**DATA SHOWN**

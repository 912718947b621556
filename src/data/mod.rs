//! Data Module
//!
//! Supplies training batches to the network:
//! - CSV loading of labelled pixel rows, scaled to [0, 1]
//! - One-hot label encoding
//! - The `Batch` type consumed by the training loop

mod batch;
mod encoding;
mod loader;

pub use batch::Batch;
pub use encoding::one_hot;
pub use loader::{load_csv, read_csv, Dataset, LoaderConfig};
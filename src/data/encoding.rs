//! Label encoding

use ndarray::Array2;

use crate::error::{Error, Result};

/// One row per label with a single 1.0 at the label's class index
pub fn one_hot(labels: &[usize], num_classes: usize) -> Result<Array2<f64>> {
    if num_classes == 0 {
        return Err(Error::InvalidConfiguration(
            "num_classes must be positive".to_string(),
        ));
    }

    let mut encoded = Array2::zeros((labels.len(), num_classes));
    for (row, &label) in labels.iter().enumerate() {
        if label >= num_classes {
            return Err(Error::InvalidData(format!(
                "label {} out of range for {} classes",
                label, num_classes
            )));
        }
        encoded[[row, label]] = 1.0;
    }
    Ok(encoded)
}

#[cfg(test)]
mod tests {
    use super::*;
    use ndarray::array;

    #[test]
    fn test_one_hot() {
        let encoded = one_hot(&[0, 2, 1], 3).unwrap();
        assert_eq!(
            encoded,
            array![[1.0, 0.0, 0.0], [0.0, 0.0, 1.0], [0.0, 1.0, 0.0]]
        );
    }

    #[test]
    fn test_one_hot_rows_sum_to_one() {
        let labels: Vec<usize> = (0..25).map(|i| i % 10).collect();
        let encoded = one_hot(&labels, 10).unwrap();
        assert_eq!(encoded.dim(), (25, 10));
        assert!(encoded.rows().into_iter().all(|row| row.sum() == 1.0));
    }

    #[test]
    fn test_label_out_of_range() {
        assert!(matches!(one_hot(&[0, 10], 10), Err(Error::InvalidData(_))));
        assert!(matches!(
            one_hot(&[0], 0),
            Err(Error::InvalidConfiguration(_))
        ));
    }
}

**YOUR INSTRUCTIONS**
Within the listing above, give again exactly every line from the line with "filename src/data/encoding.rs" through the line with "out of range", both included, and no other line.

**ANSWER TO THIS TASK**
filename src/data/encoding.rs
//! Label encoding

use ndarray::Array2;

use crate::error::{Error, Result};

/// One row per label with a single 1.0 at the label's class index
pub fn one_hot(labels: &[usize], num_classes: usize) -> Result<Array2<f64>> {
    if num_classes == 0 {
        return Err(Error::InvalidConfiguration(
            "num_classes must be positive".to_string(),
        ));
    }

    let mut encoded = Array2::zeros((labels.len(), num_classes));
    for (row, &label) in labels.iter().enumerate() {
        if label >= num_classes {
            return Err(Error::InvalidData(format!(
                "label {} out of range for {} classes",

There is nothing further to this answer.